Si je m'approche de Dieu, ce n'est que pour mieux m'éloigner des hommes, le reste ne sert qu'à mes entretiens.


Je me suis contraint à me soustraire de tout pour des cours inférieurs et en étiage.


On est toujours dans l'instant, cet instant qui ajoute à l'existence les pratiques de la désenvie, et la prédomination de nos insuccès.
Etre seul, c'est s'éteindre seul, et tout entier que nous soyons il n'est rien de cette entité qui ne puisse se soustraire à la vitalité de cet évènement.


Combien j'ai voulu rendre pitoyable mon corps pour transposer ma santé sur tout ce qui lui tient lieu de symbole.


Mon pas agrémente toutes les marches funèbres de ces êtres singuliers qui ne s'en sont pas désolés.


Est-il des raisons d'être, que l'impalpable tristesse se réserve de servir sans passer par tous les aveuglements et tous les mépris ?


Jusqu'à mes rêves j'appartiens à un temps où j'ai soustrait ma connaissance de l'âpreté du dire et des commentaires qui s'y rapportent.


L'essentiel de l'existence est constitué par les couleurs que l'affect matérialise sous la forme de nos prolongations ou de nos retraites.


Ma souffrance alimente ma rage d'être , et s'efface dans le vague à l'âme d'une douceur sans visage et sans nom.

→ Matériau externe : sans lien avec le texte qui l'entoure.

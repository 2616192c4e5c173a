// This Source Code Form is subject to the terms of the Mozilla Public
// License, v. 2.0. If a copy of the MPL was not distributed with this
// file, You can obtain one at https://mozilla.org/MPL/2.0/.

//! Lifecycle controller for a single BGP peer.
//!
//! A [`Peering`] owns the state machine, the connector and the handler for
//! one peer and is the only writer of the session state. Everything that
//! happens to the session (admin requests, connect results, messages, closes
//! and timer expiry) is delivered as a [`PeeringEvent`] on the peering's own
//! channel and handled on the peering's thread.

use crate::clock::Clock;
use crate::config::{PeerConfig, RouterConfig};
use crate::connection::{
    BgpConnection, ConnectRequest, ConnectionId, Connector, PendingConnect,
};
use crate::error::{Error, ExpectationMismatch};
use crate::fsm::{Accepted, Fsm, FsmStateKind};
use crate::handler::ProtocolHandler;
use crate::log::peering_log;
use crate::md5::Md5SigOption;
use crate::messages::{
    AfiSafi, ErrorCode, Message, NotificationMessage, OpenMessage,
    CEASE_ADMIN_SHUTDOWN, CEASE_CONNECTION_COLLISION, OPEN_BAD_PEER_AS,
};
use crate::{BGP_PORT, CONNECT_TIMEOUT};
use slog::Logger;
use std::collections::BTreeSet;
use std::net::{IpAddr, SocketAddr};
use std::sync::mpsc::{channel, Receiver, RecvTimeoutError, Sender};
use std::time::Duration;

/// Hold time advertised when none is configured.
pub const DEFAULT_HOLD_TIME: u16 = 90;

/// Static description of one configured peer.
#[derive(Debug, Clone, PartialEq, Eq)]
pub struct PeerSession {
    /// Operator facing name, used in logs.
    pub name: String,
    pub local_asn: u32,
    pub local_address: IpAddr,
    pub peer_address: IpAddr,
    /// ASN the peer is expected to announce in its OPEN.
    pub peer_asn: u32,
    pub afi_safi: BTreeSet<AfiSafi>,
    pub md5_secret: Option<String>,
    pub hold_time: u16,
    /// BGP identifier advertised in the local OPEN.
    pub local_id: u32,
}

impl PeerSession {
    pub fn new(
        name: impl Into<String>,
        local_asn: u32,
        local_address: IpAddr,
        peer_address: IpAddr,
        peer_asn: u32,
    ) -> Result<Self, Error> {
        if peer_address.is_ipv6() {
            return Err(Error::Ipv6Unsupported(peer_address));
        }
        Ok(Self {
            name: name.into(),
            local_asn,
            local_address,
            peer_address,
            peer_asn,
            afi_safi: BTreeSet::from([AfiSafi::IPV4_UNICAST]),
            md5_secret: None,
            hold_time: DEFAULT_HOLD_TIME,
            local_id: 0,
        })
    }

    pub fn from_config(
        router: &RouterConfig,
        peer: &PeerConfig,
    ) -> Result<Self, Error> {
        let mut session = Self::new(
            peer.name.clone(),
            router.asn,
            router.local_address,
            peer.host,
            peer.asn,
        )?;
        session.afi_safi = peer.afi_safi.iter().copied().collect();
        session.md5_secret = peer.md5_auth_key.clone();
        session.hold_time = peer.hold_time;
        session.local_id = router.id;
        Ok(session)
    }
}

/// Requests made to a peering from outside its thread.
#[derive(Debug)]
pub enum AdminEvent {
    AutomaticStart {
        idle_hold: bool,
    },
    ManualStart {
        idle_hold: bool,
        reply: Sender<Result<ManualStartOutcome, Error>>,
    },
    ManualStop {
        reply: Sender<StopSignal>,
    },
    Status {
        reply: Sender<PeerStatus>,
    },
    /// Stop the session and leave the event loop.
    Shutdown,
}

pub enum PeeringEvent<Cnx: BgpConnection> {
    Admin(AdminEvent),

    /// The outbound attempt `attempt` completed.
    Connected { attempt: u64, conn: Cnx },

    /// The outbound attempt `attempt` failed or timed out.
    ConnectFailed { attempt: u64, reason: String },

    Message { conn: ConnectionId, msg: Message },

    /// The connection went away. `disconnect` is set when the close was not
    /// requested locally.
    Closed { conn: ConnectionId, disconnect: bool },

    /// The idle hold timer armed as `generation` ran out.
    IdleHoldTimerExpires { generation: u64 },
}

impl<Cnx: BgpConnection> PeeringEvent<Cnx> {
    pub fn title(&self) -> &'static str {
        match self {
            PeeringEvent::Admin(_) => "admin",
            PeeringEvent::Connected { .. } => "connected",
            PeeringEvent::ConnectFailed { .. } => "connect failed",
            PeeringEvent::Message { .. } => "message",
            PeeringEvent::Closed { .. } => "closed",
            PeeringEvent::IdleHoldTimerExpires { .. } => {
                "idle hold timer expires"
            },
        }
    }
}

#[derive(Debug, Copy, Clone, PartialEq, Eq)]
pub enum ManualStartOutcome {
    Started,
    /// The state machine did not allow a start.
    Refused,
    AlreadyEstablished,
}

#[derive(Debug, Copy, Clone, PartialEq, Eq)]
pub struct PeerStatus {
    pub state: FsmStateKind,
    pub started: bool,
    pub peer_id: Option<u32>,
    pub connected: bool,
}

/// Resolves once a stopped peering owns no connection and no pending
/// connect attempt.
#[derive(Debug)]
pub struct StopSignal {
    rx: Option<Receiver<()>>,
}

impl StopSignal {
    fn resolved() -> Self {
        Self { rx: None }
    }

    fn pending() -> (Sender<()>, Self) {
        let (tx, rx) = channel();
        (tx, Self { rx: Some(rx) })
    }

    /// Non-blocking check.
    pub fn is_resolved(&mut self) -> bool {
        let Some(rx) = &self.rx else {
            return true;
        };
        match rx.try_recv() {
            Ok(()) | Err(std::sync::mpsc::TryRecvError::Disconnected) => {
                self.rx = None;
                true
            }
            Err(std::sync::mpsc::TryRecvError::Empty) => false,
        }
    }

    /// Block for up to `timeout`. Returns true if the stop completed. A
    /// peering that has gone away counts as stopped.
    pub fn wait(self, timeout: Duration) -> bool {
        match self.rx {
            None => true,
            Some(rx) => !matches!(
                rx.recv_timeout(timeout),
                Err(RecvTimeoutError::Timeout)
            ),
        }
    }
}

/// What a single call to [`Peering::step`] did.
#[derive(Debug, Copy, Clone, PartialEq, Eq)]
pub enum StepOutcome {
    /// An event with this title was handled.
    Event(&'static str),
    Timeout,
    Shutdown,
}

/// Ownership of the transport. A live connection can only enter through a
/// completed connect attempt and only leave through the close path or a
/// session failure.
enum Link<Cnx> {
    Down,
    /// Waiting on the idle hold timer armed as `generation` before the next
    /// attempt.
    Holding { generation: u64 },
    Connecting {
        attempt: u64,
        pending: PendingConnect,
    },
    Up(Cnx),
    /// Close requested, waiting for the connection to report it is gone.
    Closing(Cnx),
}

impl<Cnx> Link<Cnx> {
    fn is_down(&self) -> bool {
        matches!(self, Link::Down)
    }
}

pub struct Peering<F: Fsm, C: Connector, H: ProtocolHandler> {
    pub session: PeerSession,

    fsm: F,
    connector: C,
    handler: H,

    link: Link<C::Connection>,
    started: bool,
    peer_id: Option<u32>,

    /// Number of the most recent outbound attempt.
    attempt: u64,
    pending_stops: Vec<Sender<()>>,

    clock: Clock,
    event_tx: Sender<PeeringEvent<C::Connection>>,
    event_rx: Receiver<PeeringEvent<C::Connection>>,
    log: Logger,
}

Dieu rend impossible mon amour du trop plein et du trop vide A bien la regarder la solitude doit à la musique ses plus hauts degrés, et à l'écriture sa vertigineuse santé ,extases douillettes des glandeurs qui s'en accommodent.


Je porte à mon égard une indifférence née de l'inaccompli, et une déférence qui m'ouvre les yeux sur les toutes premières échéances d'être ou de n'être pas.


Dans mes excès d'alcool tout ce qui est terrestre vacille dans l'insupportable mouvement qui compose mes envies d'être irrationnel et contre le sens même de l'existence.


La lucidité est une horreur qui se manifeste loin des prémonitions et loin des présomptions, en nous offrant le visage d'une femme adultère penchée sur le corps d'un mourant égaré dans de vagues suspicions.


Maître de mes souffrances, il m'insupporterait de savoir que mes anciennes douleurs m'auront conduit de la volupté à l'expiation.


Je m'agite dans le but de ne concéder de mon corps  que cette expression qui confine à la neurasthénie, voire aux infirmités de la parole.


Les louanges que j'adresse parfois à mes aïeux se font tant dans mes infortunes, qu'ils en gardent la forme d'un gémissement excrémentiel, d'une sale nostalgie irrévélatrice et sans poids.


Ma conscience ce d'être inguéri vaut autant qu'une exaltation devant un autel ou devant le tableau d'un narcisse éprouvé par sa propre image.


L’inertie m’arrive nue dans une macération d’orifices vermoulus ,putrides, par où s’est défilée, s’est extraite ma nudité.